December 26th, 2010: Syngen Sohmers – Cont’d

I still haven’t finished unpacking Egypt. When we went in September, we went with four suitcases pushing the weight restrictions on the flights; laden with gifts, mostly. My clothes actually only took up one of my suitcases. The other was things that are taken for granted by people living in the US.
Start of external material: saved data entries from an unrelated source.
//! Integration tests for resorter.
//!
//! These tests exercise the complete end-to-end flow: rule file loading,
//! traversal, classification, moving and the dry-run simulation.
//!
//! Test categories:
//! 1. Basic organization workflows
//! 2. Rule ordering, destinations and control actions
//! 3. Recursion and directory processing
//! 4. Dry-run mode verification
//! 5. Unhandled reporting and error scenarios

use clap::Parser;
use resorter::cli::{Cli, run};
use std::fs::{self, File};
use std::io::Write;
use std::path::{Path, PathBuf};
use tempfile::TempDir;

// ============================================================================
// Test Utilities
// ============================================================================

/// A test fixture that sets up a temporary directory with a configurable
/// file structure and rule file.
struct TestFixture {
    temp_dir: TempDir,
}

impl TestFixture {
    /// Create a new test fixture with a temporary directory.
    fn new() -> Self {
        let temp_dir = TempDir::new().expect("Failed to create temp directory");
        TestFixture { temp_dir }
    }

    /// Get the path to the test directory.
    fn path(&self) -> &Path {
        self.temp_dir.path()
    }

    /// The directory that gets organized.
    fn source(&self) -> PathBuf {
        self.path().join("source")
    }

    /// Create an empty file at a path relative to the source directory,
    /// creating parent directories as needed.
    fn create_file(&self, rel: &str) {
        let file_path = self.source().join(rel);
        if let Some(parent) = file_path.parent() {
            fs::create_dir_all(parent).expect("Failed to create parent directories");
        }
        File::create(&file_path).expect("Failed to create file");
    }

    /// Create a subdirectory relative to the source directory.
    fn create_subdir(&self, rel: &str) {
        fs::create_dir_all(self.source().join(rel)).expect("Failed to create subdirectory");
    }

    /// Write a rule file next to the source directory and return its path.
    fn write_rules(&self, content: &str) -> PathBuf {
        let rules_path = self.path().join("rules.toml");
        let mut file = File::create(&rules_path).expect("Failed to create rule file");
        file.write_all(content.as_bytes())
            .expect("Failed to write rule file");
        rules_path
    }

    /// Run resorter over the source directory with extra CLI arguments.
    fn run_with(&self, extra: &[&str]) -> Result<(), String> {
        let source = self.source().to_string_lossy().to_string();
        let mut args: Vec<&str> = vec!["resorter", source.as_str()];
        args.extend_from_slice(extra);
        run(&Cli::parse_from(args))
    }

    /// Assert that a file exists relative to the source directory.
    fn assert_file_exists(&self, rel: &str) {
        let path = self.source().join(rel);
        assert!(
            path.exists() && path.is_file(),
            "File should exist: {}",
            path.display()
        );
    }

    /// Assert that a directory exists relative to the source directory.
    fn assert_dir_exists(&self, rel: &str) {
        let path = self.source().join(rel);
        assert!(
            path.exists() && path.is_dir(),
            "Directory should exist: {}",
            path.display()
        );
    }

    /// Assert that a path does NOT exist relative to the source directory.
    fn assert_not_exists(&self, rel: &str) {
        let path = self.source().join(rel);
        assert!(!path.exists(), "Path should not exist: {}", path.display());
    }
}

// ============================================================================
// 1. Basic organization workflows
// ============================================================================

#[test]
fn test_pdf_moved_into_docs() {
    let fx = TestFixture::new();
    fx.create_file("story.pdf");
    let rules = fx.write_rules(
        r#"
        [[rules]]
        pattern = '\.pdf$'
        dest = 'docs/'
        "#,
    );

    fx.run_with(&["-t", rules.to_str().unwrap()])
        .expect("run failed");

    fx.assert_file_exists("docs/story.pdf");
    fx.assert_not_exists("story.pdf");
}

#[test]
fn test_separate_destination_root() {
    let fx = TestFixture::new();
    fx.create_file("story.pdf");
    let dst = fx.path().join("dst");
    fs::create_dir_all(&dst).expect("Failed to create destination");
    let rules = fx.write_rules(
        r#"
        [[rules]]
        pattern = '\.pdf$'
        dest = 'docs/'
        "#,
    );

    fx.run_with(&["-t", rules.to_str().unwrap(), "-d", dst.to_str().unwrap()])
        .expect("run failed");

    assert!(dst.join("docs/story.pdf").is_file());
    fx.assert_not_exists("story.pdf");
}

#[test]
fn test_default_rules_sort_by_category() {
    let fx = TestFixture::new();
    fx.create_file("story.pdf");
    fx.create_file("photo.png");
    fx.create_file("track.mp3");
    fx.create_file("weird.xyz");

    fx.run_with(&[]).expect("run failed");

    fx.assert_file_exists("documents/story.pdf");
    fx.assert_file_exists("images/photo.png");
    fx.assert_file_exists("music/track.mp3");
    fx.assert_file_exists("other/xyz_files/weird.xyz");
}

// ============================================================================
// 2. Rule ordering, destinations and control actions
// ============================================================================

#[test]
fn test_first_matching_rule_wins() {
    let fx = TestFixture::new();
    fx.create_file("report.pdf");
    let rules = fx.write_rules(
        r#"
        [[rules]]
        pattern = '\.pdf$'
        dest = 'first/'

        [[rules]]
        pattern = 'report\.pdf$'
        dest = 'second/'
        "#,
    );

    fx.run_with(&["-t", rules.to_str().unwrap()])
        .expect("run failed");

    fx.assert_file_exists("first/report.pdf");
    fx.assert_not_exists("second");
}

#[test]
fn test_rename_with_capture_groups() {
    let fx = TestFixture::new();
    fx.create_file("awesome_song.mp3");
    let rules = fx.write_rules(
        r#"
        [[rules]]
        pattern = '([^_]*)_([^_]*)\.mp3$'
        dest = 'music/{1}/{2}.mp3'
        "#,
    );

    fx.run_with(&["-t", rules.to_str().unwrap()])
        .expect("run failed");

    fx.assert_file_exists("music/awesome/song.mp3");
    fx.assert_not_exists("awesome_song.mp3");
}

#[test]
fn test_named_capture_groups() {
    let fx = TestFixture::new();
    fx.create_file("2016-03-12 party.jpg");
    let rules = fx.write_rules(
        r#"
        [[rules]]
        pattern = '^(?P<year>\d{4})-(?P<month>\d{2})-.+\.jpg$'
        dest = 'images/{year}/{month}/'
        "#,
    );

    fx.run_with(&["-t", rules.to_str().unwrap()])
        .expect("run failed");

    fx.assert_file_exists("images/2016/03/2016-03-12 party.jpg");
}

#[test]
fn test_skip_action_leaves_file() {
    let fx = TestFixture::new();
    fx.create_file("keep.pdf");
    fx.create_file("move.pdf");
    let rules = fx.write_rules(
        r#"
        [[rules]]
        pattern = '^keep\.pdf$'
        action = 'skip'

        [[rules]]
        pattern = '\.pdf$'
        dest = 'docs/'
        "#,
    );

    fx.run_with(&["-t", rules.to_str().unwrap()])
        .expect("run failed");

    fx.assert_file_exists("keep.pdf");
    fx.assert_file_exists("docs/move.pdf");
}

#[test]
fn test_collision_does_not_overwrite() {
    let fx = TestFixture::new();
    fx.create_file("story.pdf");
    fx.create_file("docs/story.pdf");
    let rules = fx.write_rules(
        r#"
        [[rules]]
        pattern = '^story\.pdf$'
        dest = 'docs/'
        "#,
    );

    fx.run_with(&["-t", rules.to_str().unwrap()])
        .expect("run failed");

    // both files survive
    fx.assert_file_exists("story.pdf");
    fx.assert_file_exists("docs/story.pdf");
}

#[test]
fn test_handler_rule_end_to_end() {
    let fx = TestFixture::new();
    fx.create_file("photo.JPG");
    let rules = fx.write_rules(
        r#"
        [[rules]]
        pattern = '\.'
        handler = 'extension-dir'
        "#,
    );

    fx.run_with(&["-t", rules.to_str().unwrap()])
        .expect("run failed");

    fx.assert_file_exists("jpg/photo.JPG");
}

// ============================================================================
// 3. Recursion and directory processing
// ============================================================================

#[test]
fn test_recursive_flag_descends() {
    let fx = TestFixture::new();
    fx.create_file("a/b/story.pdf");
    let rules = fx.write_rules(
        r#"
        [[rules]]
        pattern = '\.pdf$'
        dest = 'docs/'
        "#,
    );

    fx.run_with(&["-t", rules.to_str().unwrap(), "-r"])
        .expect("run failed");

    fx.assert_file_exists("docs/story.pdf");
}

#[test]
fn test_without_recursive_flag_stays_at_top_level() {
    let fx = TestFixture::new();
    fx.create_file("a/story.pdf");
    let rules = fx.write_rules(
        r#"
        [[rules]]
        pattern = '\.pdf$'
        dest = 'docs/'
        "#,
    );

    fx.run_with(&["-t", rules.to_str().unwrap()])
        .expect("run failed");

    fx.assert_file_exists("a/story.pdf");
    fx.assert_not_exists("docs");
}

#[test]
fn test_process_dirs_relocates_directory() {
    let fx = TestFixture::new();
    fx.create_file("album/track.mp3");
    let rules = fx.write_rules(
        r#"
        [[rules]]
        pattern = '^album/$'
        dest = 'music/'
        "#,
    );

    fx.run_with(&["-t", rules.to_str().unwrap(), "-p"])
        .expect("run failed");

    fx.assert_file_exists("music/album/track.mp3");
    fx.assert_not_exists("album");
}

#[test]
fn test_skip_recurse_prevents_descent() {
    let fx = TestFixture::new();
    fx.create_file("vendor/inner.pdf");
    fx.create_file("story.pdf");
    let rules = fx.write_rules(
        r#"
        [[rules]]
        pattern = '^vendor/$'
        action = 'skip-recurse'

        [[rules]]
        pattern = '\.pdf$'
        dest = 'docs/'
        "#,
    );

    fx.run_with(&["-t", rules.to_str().unwrap(), "-r", "-p"])
        .expect("run failed");

    // vendor kept intact, sibling file sorted
    fx.assert_file_exists("vendor/inner.pdf");
    fx.assert_file_exists("docs/story.pdf");
    fx.assert_dir_exists("vendor");
}

#[test]
fn test_remove_empty_dirs_flag() {
    let fx = TestFixture::new();
    fx.create_file("a/b/story.pdf");
    fx.create_subdir("already-empty");
    let rules = fx.write_rules(
        r#"
        [[rules]]
        pattern = '\.pdf$'
        dest = 'docs/'
        "#,
    );

    fx.run_with(&["-t", rules.to_str().unwrap(), "-r", "-c"])
        .expect("run failed");

    fx.assert_file_exists("docs/story.pdf");
    fx.assert_not_exists("a");
    fx.assert_not_exists("already-empty");
    assert!(fx.source().exists());
}

// ============================================================================
// 4. Dry-run mode verification
// ============================================================================

#[test]
fn test_dry_run_moves_nothing() {
    let fx = TestFixture::new();
    fx.create_file("story.pdf");
    fx.create_file("a/b/track.mp3");
    let rules = fx.write_rules(
        r#"
        [[rules]]
        pattern = '\.pdf$'
        dest = 'docs/'

        [[rules]]
        pattern = '\.mp3$'
        dest = 'music/'
        "#,
    );

    fx.run_with(&["-t", rules.to_str().unwrap(), "-r", "-c", "-n"])
        .expect("run failed");

    fx.assert_file_exists("story.pdf");
    fx.assert_file_exists("a/b/track.mp3");
    fx.assert_not_exists("docs");
    fx.assert_not_exists("music");
    fx.assert_dir_exists("a/b");
}

#[test]
fn test_dry_run_then_real_run_agree() {
    let rules_body = r#"
        [[rules]]
        pattern = '\.pdf$'
        dest = 'docs/'
    "#;
    let fx = TestFixture::new();
    fx.create_file("one.pdf");
    fx.create_file("sub/two.pdf");
    let rules = fx.write_rules(rules_body);

    fx.run_with(&["-t", rules.to_str().unwrap(), "-r", "-n"])
        .expect("dry run failed");
    // dry run left everything in place, so the real run sees the same input
    fx.assert_file_exists("one.pdf");
    fx.assert_file_exists("sub/two.pdf");

    fx.run_with(&["-t", rules.to_str().unwrap(), "-r"])
        .expect("real run failed");
    fx.assert_file_exists("docs/one.pdf");
    fx.assert_file_exists("docs/two.pdf");
}

// ============================================================================
// 5. Unhandled reporting and error scenarios
// ============================================================================

#[test]
fn test_unhandled_report_written() {
    let fx = TestFixture::new();
    fx.create_file("story.pdf");
    fx.create_file("mystery.dat");
    let rules = fx.write_rules(
        r#"
        [[rules]]
        pattern = '\.pdf$'
        dest = 'docs/'
        "#,
    );
    let report = fx.path().join("unhandled.txt");

    fx.run_with(&[
        "-t",
        rules.to_str().unwrap(),
        "-u",
        report.to_str().unwrap(),
    ])
    .expect("run failed");

    let contents = fs::read_to_string(&report).expect("report not written");
    assert_eq!(contents, "mystery.dat\n");
    fx.assert_file_exists("mystery.dat");
}

#[test]
fn test_unhandled_report_inside_source_not_sorted() {
    let fx = TestFixture::new();
    fx.create_file("mystery.dat");
    // a leftover report from an earlier run matches the .txt rule
    fx.create_file("unhandled.txt");
    let rules = fx.write_rules(
        r#"
        [[rules]]
        pattern = '\.(dat|txt)$'
        dest = 'data/'
        "#,
    );
    let report = fx.source().join("unhandled.txt");

    fx.run_with(&[
        "-t",
        rules.to_str().unwrap(),
        "-u",
        report.to_str().unwrap(),
    ])
    .expect("run failed");

    // the report file itself must not be swept into data/
    assert!(report.exists());
    fx.assert_not_exists("data/unhandled.txt");
    fx.assert_file_exists("data/mystery.dat");
}

#[test]
fn test_bad_placeholder_aborts_run() {
    let fx = TestFixture::new();
    fx.create_file("hello_cruel.pdf");
    let rules = fx.write_rules(
        r#"
        [[rules]]
        pattern = '(\w+)_(\w+)\.(pdf)$'
        dest = '{4}/'
        "#,
    );

    let err = fx
        .run_with(&["-t", rules.to_str().unwrap()])
        .unwrap_err();
    assert!(err.contains("out of range"));
    fx.assert_file_exists("hello_cruel.pdf");
}

#[test]
fn test_missing_rule_file_is_configuration_error() {
    let fx = TestFixture::new();
    fx.create_file("story.pdf");

    let err = fx.run_with(&["-t", "/no/such/rules.toml"]).unwrap_err();
    assert!(err.contains("not found"));
    fx.assert_file_exists("story.pdf");
}

#[test]
fn test_malformed_rule_file_is_configuration_error() {
    let fx = TestFixture::new();
    fx.create_file("story.pdf");
    let rules = fx.write_rules(
        r#"
        [[rules]]
        pattern = '\.pdf$'
        "#,
    );

    let err = fx.run_with(&["-t", rules.to_str().unwrap()]).unwrap_err();
    assert!(err.contains("exactly one"));
    fx.assert_file_exists("story.pdf");
}

#[test]
fn test_missing_source_directory_fails() {
    let fx = TestFixture::new();
    // source directory never created
    let err = fx.run_with(&[]).unwrap_err();
    assert!(err.contains("does not exist"));
}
They feel the American recession in Egypt. Prices have shot up astronomically, two times or even five times what they were five years ago. American goods are priced beyond the exorbitant. How funny it felt seeing the same funky Crocs I was wearing, and had only paid about $20 US for, hanging new on a rack in Porto Marina sporting a 500 Pound ($100 US) price tag. The thing is, while prices rise, incomes do not. My sister in law’s job as a travel agent brings her about 1800 Pounds a month (about $400). Want to buy an iPad in Egypt? Be prepared to pay 7000 Pounds ($1200 US) for it. How, I ask myself, can people pay for anything with incomes so small and prices so large?

I sit in the back of the boat docked at Porto Marina with my friend Zara while my husband and her fiance Hassan talk in the front. And she tells me that Egypt is on the brink of revolution. Revolution to what? I remember asking. What would they change the government to? A monarchy? A Caliphate? Zara only shook her head at me and said, “I don’t know. But things are going to get so much worse before they ever get better.” I remember feeling so horribly detached. My heart going out, but, come the end of the month, I would be back in The States, and away from the threat of Revolution.

How different things were! And not in the kindest way. I bought a USB modem to hook into my laptop so that I could text client into SL if I needed to. Paid for an “Unlimited” connection that actually translates out to 6 gigs of data. I can count on one hand the number of times I logged in. Spoke briefly with friends to let them know I was well. I updated Plurk regularly with pictures of my explorations and adventures.

What I did not tell them was how my heart was breaking.

____________________

Syngen Sohmers is the owner and designer for Sakinah, a Middle Eastern fashion line for both the historical and the halal. She can’t always be found in world, because she hides like a recluse in her workshop to build. IMs always seem to find her, even when she doesn’t want them to. Her Typist is equally reclusive, a writer, living in the Southeastern US with her husband and a 16 pound cat.